During a segment reviewing the Detroit Tigers’ season, the commentator stated: “Magglio Ordonez led the American League with 37 home runs.”
(To go down a different path for a second, remember this time last year, when everybody – including yours truly – thought the Tigers would win 105 games, what with the acquisition of Miguel Cabrera and Dontrelle Willis, and that great young pitching, and that awesome lineup? Well, just goes to show expectations in January don’t necessarily translate into a golden ticket to October.)
Back to my point: Ordonez leading the Junior Circuit last season with 37 homers. On the National League side, Ryan Howard setting the pace, bashing 48 homers.
Forty-eight homers. Thirty-seven homers. Leading the league? When I was a kid, sure. But as we saw during the late 1990s and the early part of this decade, those numbers would barely make the leaderboard, let alone stand at the top.
Of course, any talk about the explosion of home runs starts with Barry Bonds, the same Bonds who on this day stands ready not to take his gear to spring training, but instead to take his rear to federal court, as allegations of steroid use swirl around the man who hit more home runs than any other in baseball history.
I can’t help but wonder how history would’ve been different if a certain general manager had gotten his way at a couple of junctures in 1992.
Bonds was the prime offensive player on the free-agent market following the 1992 season, a campaign during which he led the Pittsburgh Pirates to their third-consecutive NL East title. But following three losses in the NLCS, Bonds hit the open market ready to see what type of deal he could get from a contender.
The team that ended Bonds’ season in 1991 and 1992 certainly was interested.

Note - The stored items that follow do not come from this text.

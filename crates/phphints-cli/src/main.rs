//! phphints CLI - lint and repair PHP files with external linters
//!
//! Adapters:
//! - phplint: syntax errors from nikic/PHP-Parser
//! - phpmd: PHP Mess Detector, per registered ruleset
//! - phpcs: PHP_CodeSniffer, per registered standard
//!
//! Sixteen PHP_CodeSniffer messages can be repaired automatically.

mod config;
mod lsp;
mod output;
mod process;
mod ruleset;
mod watch;

use anyhow::{bail, Context, Result};
use clap::{Parser, Subcommand};
use colored::*;
use phphints_core::logging;
use phphints_linters::HintManager;
use phphints_repair::RepairEngine;
use rayon::prelude::*;
use std::io::Read;
use std::path::{Path, PathBuf};
use std::process::ExitCode;

use config::{Config, UserSettings};
use output::{OutputFormat, Reporter, RunMode};
use process::{collect_files, lint_file, repair_file, write_file, RepairResult};
use ruleset::RulesetAction;
use watch::WatchConfig;

#[derive(Parser)]
#[command(name = "phphints")]
#[command(version)]
#[command(about = "Lint and repair PHP files with php-parse, phpmd and phpcs")]
#[command(author = "phphints contributors")]
struct Cli {
    #[command(subcommand)]
    command: Commands,

    /// Path to config file (default: auto-detect .phphints.toml)
    #[arg(long, value_name = "PATH", global = true)]
    config: Option<PathBuf>,

    /// Ignore config files
    #[arg(long, global = true)]
    no_config: bool,

    /// Show verbose output
    #[arg(long, short = 'v', global = true)]
    verbose: bool,

    /// Write a debug log of tool runs and repairs to this file
    #[arg(long, value_name = "PATH", global = true)]
    debug_log: Option<PathBuf>,
}

#[derive(Subcommand)]
enum Commands {
    /// Lint files and print their hints
    Lint {
        /// Files or directories to lint
        #[arg(required_unless_present = "stdin")]
        paths: Vec<PathBuf>,

        /// Output format: text, json
        #[arg(long, value_name = "FORMAT")]
        format: Option<String>,

        /// Read the document from stdin instead of disk
        #[arg(long, requires = "stdin_path")]
        stdin: bool,

        /// Path the stdin document is linted as
        #[arg(long, value_name = "PATH")]
        stdin_path: Option<PathBuf>,

        /// Adapters to run (can be specified multiple times). Overrides settings.
        #[arg(long, short = 'a', value_name = "ADAPTER")]
        adapter: Vec<String>,
    },

    /// Repair PHP_CodeSniffer hints
    Repair {
        /// Files or directories to repair
        #[arg(required_unless_present = "list_rules")]
        paths: Vec<PathBuf>,

        /// Write the repaired files instead of showing a diff
        #[arg(long)]
        fix: bool,

        /// Output format: text, json, diff
        #[arg(long, value_name = "FORMAT")]
        format: Option<String>,

        /// Lint-and-repair passes per file
        #[arg(long, value_name = "N")]
        cycles: Option<usize>,

        /// List the repair rules and exit
        #[arg(long)]
        list_rules: bool,
    },

    /// Manage phpmd and phpcs ruleset registrations
    Ruleset {
        #[command(subcommand)]
        action: RulesetAction,

        /// Output format for list: text, json
        #[arg(long, value_name = "FORMAT")]
        format: Option<String>,
    },

    /// Show adapter states, or enable and disable adapters
    Adapters {
        /// Enable an adapter in the user settings
        #[arg(long, value_name = "ADAPTER")]
        enable: Vec<String>,

        /// Disable an adapter in the user settings
        #[arg(long, value_name = "ADAPTER")]
        disable: Vec<String>,
    },

    /// Re-lint files whenever they change
    Watch {
        /// Files or directories to watch
        #[arg(required = true)]
        paths: Vec<PathBuf>,
    },

    /// Run the LSP server on stdio
    Lsp,
}

fn main() -> ExitCode {
    match run() {
        Ok(code) => code,
        Err(e) => {
            eprintln!("{}: {:#}", "Error".red(), e);
            ExitCode::from(1)
        }
    }
}

fn run() -> Result<ExitCode> {
    let cli = Cli::parse();
    let config = load_config(&cli)?;

    if let Some(log_path) = cli.debug_log.as_ref().or(config.log.file.as_ref()) {
        let path = logging::init_logger(Some(log_path.as_path()))
            .with_context(|| format!("Failed to open debug log {}", log_path.display()))?;
        if cli.verbose && logging::is_enabled() {
            eprintln!("{}: {}", "Debug log".bold(), path.display());
        }
    }

    let user_settings_path = UserSettings::default_path();
    let user = match &user_settings_path {
        Some(path) => UserSettings::load(path)?,
        None => UserSettings::default(),
    };

    match cli.command {
        Commands::Lint {
            ref paths,
            ref format,
            stdin,
            ref stdin_path,
            ref adapter,
        } => {
            let format = output_format(format.as_deref(), &config, &["text", "json"])?;
            let manager = build_manager(&config, &user, adapter)?;
            let stdin_path = if stdin { stdin_path.as_deref() } else { None };
            run_lint(&cli, &config, &manager, paths, stdin_path, format)
        }
        Commands::Repair {
            ref paths,
            fix,
            ref format,
            cycles,
            list_rules,
        } => {
            if list_rules {
                print_repair_rules()?;
                return Ok(ExitCode::SUCCESS);
            }
            let format = output_format(format.as_deref(), &config, &["text", "json", "diff"])?;
            let manager = build_manager(&config, &user, &[])?;
            let cycles = cycles.unwrap_or(config.repair.cycles);
            run_repair(&cli, &config, &manager, paths, fix, format, cycles)
        }
        Commands::Ruleset { action, ref format } => {
            let format = output_format(format.as_deref(), &config, &["text", "json"])?;
            ruleset::run(action, &config.data_dir()?, format)?;
            Ok(ExitCode::SUCCESS)
        }
        Commands::Adapters {
            ref enable,
            ref disable,
        } => {
            let user = update_user_settings(user, user_settings_path.as_deref(), enable, disable)?;
            let manager = build_manager(&config, &user, &[])?;
            print_adapters(&manager);
            Ok(ExitCode::SUCCESS)
        }
        Commands::Watch { ref paths } => {
            let manager = build_manager(&config, &user, &[])?;
            let watch = WatchConfig {
                paths: paths.clone(),
                verbose: cli.verbose,
                ..Default::default()
            };
            watch::run_watch(watch, &config, &manager)?;
            Ok(ExitCode::SUCCESS)
        }
        Commands::Lsp => {
            let manager = build_manager(&config, &user, &[])?;
            let engine = RepairEngine::new()?;
            let runtime = tokio::runtime::Runtime::new().context("Failed to start the async runtime")?;
            runtime.block_on(lsp::run_lsp_server(manager, engine, config.repair.cycles));
            Ok(ExitCode::SUCCESS)
        }
    }
}

fn load_config(cli: &Cli) -> Result<Config> {
    if cli.no_config {
        return Ok(Config::default());
    }

    if let Some(config_path) = &cli.config {
        let config = Config::load_path(config_path)?;
        if cli.verbose {
            eprintln!("{}: {}", "Using config".bold(), config_path.display());
        }
        return Ok(config);
    }

    match Config::load()? {
        Some((config, path)) => {
            if cli.verbose {
                eprintln!("{}: {}", "Using config".bold(), path.display());
            }
            Ok(config)
        }
        None => Ok(Config::default()),
    }
}

/// `--format`, then `output.format` from the config, then text
fn output_format(cli_format: Option<&str>, config: &Config, valid: &[&str]) -> Result<OutputFormat> {
    let name = cli_format.or(config.output.format.as_deref()).unwrap_or("text");

    match OutputFormat::from_str(name) {
        Some(format) if valid.contains(&name.to_lowercase().as_str()) => Ok(format),
        _ => bail!(
            "Invalid output format '{}'. Valid options: {}",
            name,
            valid.join(", ")
        ),
    }
}

/// The standard adapters with their effective states applied
fn build_manager(config: &Config, user: &UserSettings, cli_adapters: &[String]) -> Result<HintManager> {
    let data_dir = config.data_dir()?;
    let mut manager = HintManager::with_defaults(&config.tools, &data_dir)?;

    for name in cli_adapters {
        manager.set_adapter_state(name, true)?;
    }
    for name in manager.adapter_names() {
        manager.set_adapter_state(name, config.adapter_active(user, cli_adapters, name))?;
    }

    Ok(manager)
}

fn update_user_settings(
    mut user: UserSettings,
    path: Option<&Path>,
    enable: &[String],
    disable: &[String],
) -> Result<UserSettings> {
    if enable.is_empty() && disable.is_empty() {
        return Ok(user);
    }

    let changes = enable.iter().map(|n| (n, true)).chain(disable.iter().map(|n| (n, false)));
    for (name, active) in changes {
        if !user.adapters.set(name, active) {
            bail!("Unknown adapter '{}' (known: phplint, phpmd, phpcs)", name);
        }
    }

    let path = path.context("Could not determine the user config directory")?;
    user.save(path)?;
    Ok(user)
}

fn print_repair_rules() -> Result<()> {
    let engine = RepairEngine::new()?;
    println!("{}", "Repair rules:".bold());
    for (name, description) in engine.registry().list_rules() {
        println!("  {} - {}", name.green(), description);
    }
    Ok(())
}

fn print_adapters(manager: &HintManager) {
    println!("{}", "Adapters:".bold());
    for name in manager.adapter_names() {
        let Some(adapter) = manager.adapter(name) else {
            continue;
        };

        let state = if manager.is_active(name) {
            "enabled".green()
        } else {
            "disabled".dimmed()
        };
        let available = if adapter.is_available() {
            adapter.program().normal()
        } else {
            format!("{} (not found)", adapter.program()).red()
        };

        println!("  {:<8} {:<9} {} - {}", name.bold(), state, available, adapter.description());
    }
}

fn run_lint(
    cli: &Cli,
    config: &Config,
    manager: &HintManager,
    paths: &[PathBuf],
    stdin_path: Option<&Path>,
    format: OutputFormat,
) -> Result<ExitCode> {
    let mut reporter = Reporter::new(format, cli.verbose);

    if let Some(path) = stdin_path {
        let mut content = String::new();
        std::io::stdin()
            .read_to_string(&mut content)
            .context("Failed to read stdin")?;

        match lint_file(manager, path, Some(&content)) {
            Ok(report) => reporter.report_hints(path, &report.hints, &report.failures),
            Err(e) => reporter.report_error(path, &format!("{:#}", e)),
        }
    } else {
        let (file_paths, missing_paths) = collect_files(paths, config);
        report_missing(&missing_paths, format);

        // rayon keeps the input order, which is sorted
        let results: Vec<_> = file_paths
            .par_iter()
            .map(|path| lint_file(manager, path, None))
            .collect();

        for (path, result) in file_paths.iter().zip(results) {
            match result {
                Ok(report) => reporter.report_hints(path, &report.hints, &report.failures),
                Err(e) => reporter.report_error(path, &format!("{:#}", e)),
            }
        }
    }

    let summary = reporter.summary();
    let exit_code = if summary.errors > 0 {
        ExitCode::from(1)
    } else if summary.total_hints > 0 {
        ExitCode::from(2)
    } else {
        ExitCode::SUCCESS
    };

    reporter.finish(RunMode::Lint)?;
    Ok(exit_code)
}

fn run_repair(
    cli: &Cli,
    config: &Config,
    manager: &HintManager,
    paths: &[PathBuf],
    fix: bool,
    format: OutputFormat,
    cycles: usize,
) -> Result<ExitCode> {
    let engine = RepairEngine::new()?;
    let (file_paths, missing_paths) = collect_files(paths, config);
    report_missing(&missing_paths, format);

    if cli.verbose && format == OutputFormat::Text {
        println!("{}: {}", "Mode".bold(), if fix { "fix" } else { "check" });
        println!("{}: {}", "Cycles".bold(), cycles);
        println!();
    }

    let results: Vec<Result<RepairResult>> = file_paths
        .par_iter()
        .map(|path| repair_file(manager, &engine, path, cycles))
        .collect();

    let mut reporter = Reporter::new(format, cli.verbose);
    for (path, result) in file_paths.iter().zip(results) {
        let result = match result {
            Ok(result) => result,
            Err(e) => {
                reporter.report_error(path, &format!("{:#}", e));
                continue;
            }
        };

        if fix {
            if result.changed() {
                if let Err(e) = write_file(path, &result.new_source) {
                    reporter.report_error(path, &format!("{:#}", e));
                    continue;
                }
            }
            reporter.report_repair_fix(path, &result);
        } else {
            reporter.report_repair_check(path, &result);
        }
    }

    let summary = reporter.summary();
    let exit_code = if summary.errors > 0 {
        ExitCode::from(1)
    } else if !fix && summary.files_with_changes > 0 {
        ExitCode::from(2)
    } else {
        ExitCode::SUCCESS
    };

    reporter.finish(if fix { RunMode::RepairFix } else { RunMode::RepairCheck })?;
    Ok(exit_code)
}

fn report_missing(missing_paths: &[PathBuf], format: OutputFormat) {
    if format != OutputFormat::Text {
        return;
    }
    for path in missing_paths {
        eprintln!("{}: Path does not exist: {}", "Warning".yellow(), path.display());
    }
}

The Atlanta Braves lost the World Series in both of those years, and conventional wisdom and public opinion dictated the Braves needed one more impact player to make the push from contender to champion.

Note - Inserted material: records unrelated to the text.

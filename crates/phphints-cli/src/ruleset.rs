//! `phphints ruleset` - manage the per-tool ruleset registrations

use anyhow::{Context, Result};
use clap::{Subcommand, ValueEnum};
use colored::*;
use phphints_linters::{Ruleset, RulesetRegistry};
use serde::Serialize;
use std::path::Path;

use crate::output::OutputFormat;

/// Tools that take rulesets
#[derive(Debug, Clone, Copy, PartialEq, Eq, ValueEnum)]
pub enum Tool {
    Phpmd,
    Phpcs,
}

impl Tool {
    pub fn name(self) -> &'static str {
        match self {
            Tool::Phpmd => "phpmd",
            Tool::Phpcs => "phpcs",
        }
    }
}

#[derive(Subcommand)]
pub enum RulesetAction {
    /// List the registrations for a tool
    List {
        #[arg(long, value_enum)]
        tool: Tool,
    },
    /// Check files below a directory against a ruleset
    Add {
        #[arg(long, value_enum)]
        tool: Tool,
        /// Directory prefix the ruleset applies to
        #[arg(long)]
        directory: String,
        /// Ruleset file (phpmd) or standard name or file (phpcs)
        #[arg(long)]
        ruleset: String,
    },
    /// Remove every registration equal to the pair
    Remove {
        #[arg(long, value_enum)]
        tool: Tool,
        #[arg(long)]
        directory: String,
        #[arg(long)]
        ruleset: String,
    },
    /// Drop every registration for a tool
    Reset {
        #[arg(long, value_enum)]
        tool: Tool,
    },
}

#[derive(Serialize)]
struct RulesetList<'a> {
    tool: &'static str,
    registry: String,
    rulesets: &'a [Ruleset],
}

/// Run a ruleset subcommand against the registries under `data_dir`
pub fn run(action: RulesetAction, data_dir: &Path, format: OutputFormat) -> Result<()> {
    let open = |tool: Tool| {
        RulesetRegistry::for_tool(data_dir, tool.name())
            .with_context(|| format!("Failed to open the {} ruleset registry", tool.name()))
    };

    match action {
        RulesetAction::List { tool } => {
            let registry = open(tool)?;
            let rulesets = registry.all()?;
            print_list(tool, &registry, &rulesets, format)?;
        }
        RulesetAction::Add {
            tool,
            directory,
            ruleset,
        } => {
            open(tool)?.add(&directory, &ruleset)?;
            println!("{} {} -> {}", "Added".green(), directory, ruleset);
        }
        RulesetAction::Remove {
            tool,
            directory,
            ruleset,
        } => {
            let removed = open(tool)?.remove(&directory, &ruleset)?;
            if removed == 0 {
                eprintln!("{}: no registration {} -> {}", "Warning".yellow(), directory, ruleset);
            } else {
                println!("{} {} registration(s)", "Removed".green(), removed);
            }
        }
        RulesetAction::Reset { tool } => {
            open(tool)?.reset()?;
            println!("{} all {} registrations", "Removed".green(), tool.name());
        }
    }

    Ok(())
}

fn print_list(tool: Tool, registry: &RulesetRegistry, rulesets: &[Ruleset], format: OutputFormat) -> Result<()> {
    if format == OutputFormat::Json {
        let list = RulesetList {
            tool: tool.name(),
            registry: registry.path().display().to_string(),
            rulesets,
        };
        println!("{}", serde_json::to_string_pretty(&list)?);
        return Ok(());
    }

    println!("{} ({})", format!("{} rulesets", tool.name()).bold(), registry.path().display());
    if rulesets.is_empty() {
        println!("  {}", "none".dimmed());
    }
    for entry in rulesets {
        println!("  {} -> {}", entry.directory.green(), entry.ruleset);
    }

    Ok(())
}
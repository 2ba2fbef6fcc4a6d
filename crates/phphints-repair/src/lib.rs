//! phphints-repair: Source rewrites for PHP_CodeSniffer hints
//!
//! Sixteen PHP_CodeSniffer messages are recognised, from brace placement to
//! trailing whitespace. For each hint the [`RepairEngine`] finds the first
//! [`RepairRule`](rules::RepairRule) whose pattern matches the message,
//! clamps the hint's range to the current text and applies the rule's edits.
//!
//! # Example
//!
//! ```ignore
//! use phphints_repair::RepairEngine;
//!
//! let engine = RepairEngine::new()?;
//! let outcome = engine.repair(&source, &report.hints);
//! if outcome.changed() {
//!     std::fs::write(path, &outcome.source)?;
//! }
//! ```

mod buffer;
mod engine;
pub mod rules;

pub use buffer::{Anchor, TextBuffer};
pub use engine::{AppliedRepair, RepairEngine, RepairOutcome, SkipReason, SkippedHint};
pub use rules::{RepairError, RepairRegistry, RepairRule};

The Bonds’ rumors swirled through the Georgia air that winter, starting right after Bonds’ throw to the plate was just a second late in the ninth inning of Game 7 of the NLCS, slow-footed Sid Bream lunging feet-first into the dish to send the Braves to the Fall Classic and cap a three-run ninth-inning miracle that was the greatest game I ever saw in person (yes, I was there; the ticket stub is framed in the Sports Garage).

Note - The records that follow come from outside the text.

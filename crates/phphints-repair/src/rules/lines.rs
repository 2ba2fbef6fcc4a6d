//! Vertical whitespace

use phphints_core::Edit;
use regex::Captures;

use super::{number, RepairRule};
use crate::{Anchor, TextBuffer};

/// Number of line breaks at the end of the file
pub struct EofNewlineRule;

impl RepairRule for EofNewlineRule {
    fn name(&self) -> &'static str {
        "eof_newline"
    }

    fn description(&self) -> &'static str {
        "End the file with the expected number of line breaks"
    }

    fn pattern(&self) -> String {
        r"Expected (\d+) newlines? at end of file; (\d+) found".to_string()
    }

    fn edits(&self, buffer: &TextBuffer, _anchor: &Anchor, captures: &Captures) -> Vec<Edit> {
        let Some(expected) = number(captures, 1) else {
            return Vec::new();
        };

        let text = buffer.text();
        let content_end = text.trim_end_matches(['\n', '\r']).len();
        let wanted = "\n".repeat(expected);
        if text[content_end..] == wanted {
            return Vec::new();
        }

        vec![Edit::new(content_end..text.len(), wanted, self.description())]
    }
}

/// Exactly one blank line after the hinted line (`use` blocks and similar)
pub struct BlankLineAfterStatementRule;

impl RepairRule for BlankLineAfterStatementRule {
    fn name(&self) -> &'static str {
        "blank_line_after_statement"
    }

    fn description(&self) -> &'static str {
        "Leave one blank line after the last statement of a block"
    }

    fn pattern(&self) -> String {
        r"There must be one blank line after the last ([A-Z_]+) statement; (\d+) found;".to_string()
    }

    fn edits(&self, buffer: &TextBuffer, anchor: &Anchor, _captures: &Captures) -> Vec<Edit> {
        let first = anchor.line_begin + 1;
        let line_count = buffer.line_count();

        let mut next_code = first;
        while next_code < line_count && buffer.is_blank(next_code) {
            next_code += 1;
        }
        // nothing follows the statement
        if first >= line_count || next_code >= line_count {
            return Vec::new();
        }

        let range = buffer.line_start(first)..buffer.line_start(next_code);
        if &buffer.text()[range.clone()] == "\n" {
            return Vec::new();
        }

        vec![Edit::new(range, "\n", self.description())]
    }
}

#[cfg(test)]
mod tests {
    use super::*;
    use crate::rules::testing::repair;

    const EOF_MESSAGE: &str = "Expected 1 newline at end of file; 0 found";

    #[test]
    fn test_eof_newline_added() {
        let result = repair(&EofNewlineRule, "<?php\necho 1;", EOF_MESSAGE, 1, (6, 7));
        assert_eq!(result, "<?php\necho 1;\n");
    }

    #[test]
    fn test_eof_newlines_collapsed() {
        let result = repair(
            &EofNewlineRule,
            "<?php\necho 1;\n\r\n\n",
            "Expected 1 newline at end of file; 3 found",
            3,
            (0, 1),
        );
        assert_eq!(result, "<?php\necho 1;\n");
    }

    #[test]
    fn test_eof_already_correct() {
        let source = "<?php\necho 1;\n";
        assert_eq!(repair(&EofNewlineRule, source, EOF_MESSAGE, 1, (0, 1)), source);
    }

    #[test]
    fn test_blank_line_inserted_after_use() {
        let result = repair(
            &BlankLineAfterStatementRule,
            "<?php\nnamespace App;\n\nuse Foo\\Bar;\nclass Baz\n{\n}\n",
            "There must be one blank line after the last USE statement; 0 found;",
            3,
            (0, 1),
        );
        assert_eq!(result, "<?php\nnamespace App;\n\nuse Foo\\Bar;\n\nclass Baz\n{\n}\n");
    }

    #[test]
    fn test_extra_blank_lines_collapsed() {
        let result = repair(
            &BlankLineAfterStatementRule,
            "<?php\nuse Foo\\Bar;\n\n   \n\nclass Baz\n{\n}\n",
            "There must be one blank line after the last USE statement; 3 found;",
            1,
            (0, 1),
        );
        assert_eq!(result, "<?php\nuse Foo\\Bar;\n\nclass Baz\n{\n}\n");
    }

    #[test]
    fn test_blank_line_at_end_of_file_is_left_alone() {
        let source = "<?php\nuse Foo\\Bar;\n";
        let result = repair(
            &BlankLineAfterStatementRule,
            source,
            "There must be one blank line after the last USE statement; 0 found;",
            1,
            (0, 1),
        );
        assert_eq!(result, source);
    }
}
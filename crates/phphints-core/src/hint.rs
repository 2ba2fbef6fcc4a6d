//! The hint record produced by every linter adapter

use serde::{Deserialize, Serialize};
use std::fmt;
use std::str::FromStr;
use thiserror::Error;

/// Errors raised while building hints
#[derive(Error, Debug, PartialEq, Eq)]
pub enum HintError {
    #[error("Invalid color '{0}', expected #RRGGBB")]
    InvalidColor(String),
}

/// An opaque RGB marker color, written as `#RRGGBB`
#[derive(Debug, Clone, Copy, PartialEq, Eq, Hash, Serialize, Deserialize)]
#[serde(try_from = "String", into = "String")]
pub struct Color {
    pub red: u8,
    pub green: u8,
    pub blue: u8,
}

impl Color {
    pub const fn new(red: u8, green: u8, blue: u8) -> Self {
        Self { red, green, blue }
    }

    /// Parse a `#RRGGBB` string
    pub fn from_hex(hex: &str) -> Result<Self, HintError> {
        let invalid = || HintError::InvalidColor(hex.to_string());

        let digits = hex.strip_prefix('#').ok_or_else(invalid)?;
        if digits.len() != 6 || !digits.chars().all(|c| c.is_ascii_hexdigit()) {
            return Err(invalid());
        }

        let channel = |range: std::ops::Range<usize>| {
            u8::from_str_radix(&digits[range], 16).map_err(|_| invalid())
        };

        Ok(Self {
            red: channel(0..2)?,
            green: channel(2..4)?,
            blue: channel(4..6)?,
        })
    }

    pub fn rgb(&self) -> (u8, u8, u8) {
        (self.red, self.green, self.blue)
    }

    /// Channels scaled into `0.0..=1.0`, as drawing APIs expect them
    pub fn rgb_f64(&self) -> (f64, f64, f64) {
        (
            f64::from(self.red) / 255.0,
            f64::from(self.green) / 255.0,
            f64::from(self.blue) / 255.0,
        )
    }
}

impl fmt::Display for Color {
    fn fmt(&self, f: &mut fmt::Formatter<'_>) -> fmt::Result {
        write!(f, "#{:02X}{:02X}{:02X}", self.red, self.green, self.blue)
    }
}

impl FromStr for Color {
    type Err = HintError;

    fn from_str(s: &str) -> Result<Self, Self::Err> {
        Self::from_hex(s)
    }
}

impl TryFrom<String> for Color {
    type Error = HintError;

    fn try_from(value: String) -> Result<Self, Self::Error> {
        Self::from_hex(&value)
    }
}

impl From<Color> for String {
    fn from(color: Color) -> Self {
        color.to_string()
    }
}

/// A single finding reported by a linter adapter
///
/// Lines and columns are zero-based. `column_end` is exclusive for the
/// parser adapter and inclusive-ish for the others; consumers clamp it
/// against the actual line length anyway.
#[derive(Debug, Clone, PartialEq, Eq, Serialize, Deserialize)]
pub struct Hint {
    pub line_begin: usize,
    pub line_end: usize,
    pub column_begin: usize,
    pub column_end: usize,
    pub message: String,
    pub color: Color,
    /// Lower values sort first
    pub priority: i32,
    /// Name of the adapter that produced this hint
    #[serde(default)]
    pub source: String,
}

impl Hint {
    pub fn new(
        (line_begin, line_end): (usize, usize),
        (column_begin, column_end): (usize, usize),
        message: impl Into<String>,
        color: Color,
        priority: i32,
    ) -> Self {
        Self {
            line_begin,
            line_end,
            column_begin,
            column_end,
            message: message.into(),
            color,
            priority,
            source: String::new(),
        }
    }

    /// Tag the hint with the adapter that produced it
    pub fn with_source(mut self, source: impl Into<String>) -> Self {
        self.source = source.into();
        self
    }

    /// Whether the zero-based position falls inside this hint's range
    pub fn covers(&self, line: usize, column: usize) -> bool {
        (self.line_begin..=self.line_end).contains(&line)
            && (self.column_begin..=self.column_end).contains(&column)
    }
}

/// Stable sort by priority; hints with equal priority keep their order
pub fn sort_by_priority(hints: &mut [Hint]) {
    hints.sort_by_key(|hint| hint.priority);
}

Now, whether you believe it to be fact or merely an urban legend that’s juicy in the details, there is a story that during the NLCS in 1992, Bonds was spotted driving around the northern suburbs of Atlanta, telling a couple of people that he was house-hunting.
Maybe it’s true. Maybe it’s not. Maybe it stems from the fact that during spring training in 1992, the Braves had a tentative agreement with Pittsburgh in which Bonds would have been traded to Atlanta for Alejandro Pena, Keith Mitchell and a player-to-be-named-later. But Pittsburgh manager Jim Leyland balked at the trade, and the Pirates pulled out at the very last minute, right as the Braves were planning the press conference to announce the deal.
What if Leyland had merely fired up another cigarette and said, “OK, deal him to Atlanta,” or what if Bonds indeed had signed with the Braves after the ’92 season? How different would history be now, a history that contains Bonds’ remarkable 762 career home runs, a history that contains the stain of allegations of performance-enhancing drugs that has Bonds in trouble with the feds and pronounced “guilty” by a large percentage of the public?
Who’s to say? I’m willing to bet under Bobby Cox and John Schuerholz, things would’ve been different. Maybe Bonds wouldn’t have 762 career homers. Maybe Bonds wouldn’t be slated to appear in federal court in March. Maybe the Braves would’ve won more than one World Series.
Who’s to say? In the end, it turned out well for the Braves, even without Bonds. Had Atlanta traded for Bonds in the spring of 1992, it’s doubtful they would’ve felt the need one summer later to land a big bat, hence Fred McGriff wouldn’t have been stolen from San Diego, he wouldn’t have hit a homer in his first game as a Brave – on the night one of the private boxes in the club level of old Atlanta-Fulton County Stadium caught on fire.
And if Bonds had been signed as a free agent after the ’92 season? Well, suffice to say that would’ve been the big signing by the Braves that offseason. Instead of Bonds, who ended up signing with San Francisco, Atlanta turned its attention to a right-handed pitcher from Chicago.
Some guy named Maddux. Maybe you’ve heard of him.